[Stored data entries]
- - - - - - -

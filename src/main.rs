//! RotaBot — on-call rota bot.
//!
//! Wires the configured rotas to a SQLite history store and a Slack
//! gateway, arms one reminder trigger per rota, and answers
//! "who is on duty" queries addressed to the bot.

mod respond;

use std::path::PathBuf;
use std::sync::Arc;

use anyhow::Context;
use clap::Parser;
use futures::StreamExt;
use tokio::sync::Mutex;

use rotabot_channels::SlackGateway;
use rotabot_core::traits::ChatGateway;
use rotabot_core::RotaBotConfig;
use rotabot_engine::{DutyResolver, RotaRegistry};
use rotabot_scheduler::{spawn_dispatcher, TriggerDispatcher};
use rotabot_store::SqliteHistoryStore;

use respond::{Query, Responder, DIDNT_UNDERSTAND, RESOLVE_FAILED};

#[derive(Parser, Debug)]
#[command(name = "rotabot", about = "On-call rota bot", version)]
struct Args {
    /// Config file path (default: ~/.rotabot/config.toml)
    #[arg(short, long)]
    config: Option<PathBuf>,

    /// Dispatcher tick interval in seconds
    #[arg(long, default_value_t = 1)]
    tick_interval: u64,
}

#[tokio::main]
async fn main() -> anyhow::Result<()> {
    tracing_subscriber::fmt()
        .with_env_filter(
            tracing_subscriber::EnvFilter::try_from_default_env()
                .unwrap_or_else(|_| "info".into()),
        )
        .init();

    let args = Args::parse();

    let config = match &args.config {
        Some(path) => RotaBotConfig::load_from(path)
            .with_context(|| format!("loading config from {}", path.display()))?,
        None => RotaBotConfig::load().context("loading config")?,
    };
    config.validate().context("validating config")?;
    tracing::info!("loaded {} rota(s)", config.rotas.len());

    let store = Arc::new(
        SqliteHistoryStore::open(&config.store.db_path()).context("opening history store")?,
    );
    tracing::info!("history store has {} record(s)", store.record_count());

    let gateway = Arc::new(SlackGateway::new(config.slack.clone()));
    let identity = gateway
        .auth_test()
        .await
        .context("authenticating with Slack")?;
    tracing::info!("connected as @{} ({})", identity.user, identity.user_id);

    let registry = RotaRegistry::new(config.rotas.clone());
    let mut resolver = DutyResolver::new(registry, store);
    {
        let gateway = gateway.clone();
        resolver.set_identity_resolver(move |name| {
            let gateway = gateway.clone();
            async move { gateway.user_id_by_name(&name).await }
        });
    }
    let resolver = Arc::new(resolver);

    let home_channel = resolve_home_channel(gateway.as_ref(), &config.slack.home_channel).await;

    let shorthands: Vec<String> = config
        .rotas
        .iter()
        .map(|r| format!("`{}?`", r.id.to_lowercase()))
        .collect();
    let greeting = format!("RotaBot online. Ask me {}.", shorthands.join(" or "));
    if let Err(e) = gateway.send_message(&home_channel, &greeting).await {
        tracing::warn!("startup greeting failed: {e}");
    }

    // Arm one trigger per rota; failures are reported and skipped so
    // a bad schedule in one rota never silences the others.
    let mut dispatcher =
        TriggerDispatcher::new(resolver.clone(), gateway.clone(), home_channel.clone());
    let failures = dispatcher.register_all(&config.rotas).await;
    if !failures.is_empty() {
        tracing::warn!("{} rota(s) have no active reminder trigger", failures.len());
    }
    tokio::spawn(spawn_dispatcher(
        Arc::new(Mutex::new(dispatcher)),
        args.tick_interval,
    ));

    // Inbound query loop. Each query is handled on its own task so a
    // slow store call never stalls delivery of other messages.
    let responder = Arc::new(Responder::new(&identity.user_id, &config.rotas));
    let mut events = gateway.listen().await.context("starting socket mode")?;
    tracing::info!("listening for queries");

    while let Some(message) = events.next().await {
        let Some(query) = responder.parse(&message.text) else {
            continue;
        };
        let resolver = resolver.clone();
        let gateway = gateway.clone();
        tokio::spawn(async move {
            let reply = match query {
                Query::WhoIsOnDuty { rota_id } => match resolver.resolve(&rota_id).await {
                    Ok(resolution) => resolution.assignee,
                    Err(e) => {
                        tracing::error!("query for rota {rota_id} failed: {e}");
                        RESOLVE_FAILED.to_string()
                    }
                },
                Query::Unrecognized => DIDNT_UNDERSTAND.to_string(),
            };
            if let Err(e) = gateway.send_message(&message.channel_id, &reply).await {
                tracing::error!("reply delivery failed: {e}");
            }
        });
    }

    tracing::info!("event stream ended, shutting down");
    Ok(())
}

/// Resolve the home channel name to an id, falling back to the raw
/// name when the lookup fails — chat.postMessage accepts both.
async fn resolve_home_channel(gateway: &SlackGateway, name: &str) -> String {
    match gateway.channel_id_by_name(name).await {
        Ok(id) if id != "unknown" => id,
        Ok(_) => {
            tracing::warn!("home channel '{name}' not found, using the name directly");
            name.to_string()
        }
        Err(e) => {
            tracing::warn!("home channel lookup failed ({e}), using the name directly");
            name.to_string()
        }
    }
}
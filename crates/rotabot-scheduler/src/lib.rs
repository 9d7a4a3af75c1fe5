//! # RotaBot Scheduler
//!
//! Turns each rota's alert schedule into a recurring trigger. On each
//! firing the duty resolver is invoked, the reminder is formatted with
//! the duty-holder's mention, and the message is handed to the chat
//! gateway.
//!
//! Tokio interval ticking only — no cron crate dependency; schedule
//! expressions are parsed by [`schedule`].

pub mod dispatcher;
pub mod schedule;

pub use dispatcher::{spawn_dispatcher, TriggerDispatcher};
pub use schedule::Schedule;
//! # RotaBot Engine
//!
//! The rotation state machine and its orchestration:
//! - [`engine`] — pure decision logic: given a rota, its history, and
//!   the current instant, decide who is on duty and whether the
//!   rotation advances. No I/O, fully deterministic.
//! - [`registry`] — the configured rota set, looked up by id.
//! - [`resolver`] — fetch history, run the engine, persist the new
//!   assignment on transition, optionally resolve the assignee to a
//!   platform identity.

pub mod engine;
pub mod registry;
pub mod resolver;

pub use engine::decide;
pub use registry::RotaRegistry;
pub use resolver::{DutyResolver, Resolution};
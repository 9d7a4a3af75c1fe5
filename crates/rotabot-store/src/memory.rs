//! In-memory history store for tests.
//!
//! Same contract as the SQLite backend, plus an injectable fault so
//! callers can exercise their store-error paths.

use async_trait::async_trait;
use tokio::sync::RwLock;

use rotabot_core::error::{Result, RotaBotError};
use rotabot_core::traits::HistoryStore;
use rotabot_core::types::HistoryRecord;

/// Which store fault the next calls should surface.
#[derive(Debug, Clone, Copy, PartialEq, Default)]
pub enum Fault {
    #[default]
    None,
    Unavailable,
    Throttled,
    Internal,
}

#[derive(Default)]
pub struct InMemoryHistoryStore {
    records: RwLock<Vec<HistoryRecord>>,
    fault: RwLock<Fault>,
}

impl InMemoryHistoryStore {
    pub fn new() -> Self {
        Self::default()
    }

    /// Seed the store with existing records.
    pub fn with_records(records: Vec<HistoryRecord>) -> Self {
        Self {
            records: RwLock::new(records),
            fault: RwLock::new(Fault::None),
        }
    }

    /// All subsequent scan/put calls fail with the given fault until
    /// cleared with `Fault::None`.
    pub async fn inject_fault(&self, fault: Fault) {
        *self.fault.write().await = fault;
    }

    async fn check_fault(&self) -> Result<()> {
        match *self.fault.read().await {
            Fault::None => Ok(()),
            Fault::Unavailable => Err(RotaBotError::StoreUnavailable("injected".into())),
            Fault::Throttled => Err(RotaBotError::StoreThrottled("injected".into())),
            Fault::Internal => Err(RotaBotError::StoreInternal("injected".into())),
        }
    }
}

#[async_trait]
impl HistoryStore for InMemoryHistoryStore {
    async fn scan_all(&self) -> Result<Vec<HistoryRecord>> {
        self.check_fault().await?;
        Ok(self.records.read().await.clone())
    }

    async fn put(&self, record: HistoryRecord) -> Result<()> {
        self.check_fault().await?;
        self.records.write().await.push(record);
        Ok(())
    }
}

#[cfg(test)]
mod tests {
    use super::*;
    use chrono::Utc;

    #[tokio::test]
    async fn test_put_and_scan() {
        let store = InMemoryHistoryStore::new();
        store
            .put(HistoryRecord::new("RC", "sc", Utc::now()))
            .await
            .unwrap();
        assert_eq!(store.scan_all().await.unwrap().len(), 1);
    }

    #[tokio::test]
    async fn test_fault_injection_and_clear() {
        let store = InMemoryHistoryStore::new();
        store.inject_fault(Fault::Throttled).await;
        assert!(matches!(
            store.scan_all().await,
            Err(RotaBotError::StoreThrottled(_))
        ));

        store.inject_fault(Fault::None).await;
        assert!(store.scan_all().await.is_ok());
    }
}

- - - - - - -

→ **What you need to do**
An exact copy of the lines above between the line holding "persist the new" and the line holding "use rotabot_core::types::HistoryRecord;", inclusive, is the whole answer.

→ **Answer space**
//! - [`resolver`] — fetch history, run the engine, persist the new
//!   assignment on transition, optionally resolve the assignee to a
//!   platform identity.

pub mod engine;
pub mod registry;
pub mod resolver;

pub use engine::decide;
pub use registry::RotaRegistry;
pub use resolver::{DutyResolver, Resolution};
repository 9d7a4a3af75c1fe5
filename crates/rotabot-store/src/memory.rs
//! In-memory history store for tests.
//!
//! Same contract as the SQLite backend, plus an injectable fault so
//! callers can exercise their store-error paths.

use async_trait::async_trait;
use tokio::sync::RwLock;

use rotabot_core::error::{Result, RotaBotError};
use rotabot_core::traits::HistoryStore;
use rotabot_core::types::HistoryRecord;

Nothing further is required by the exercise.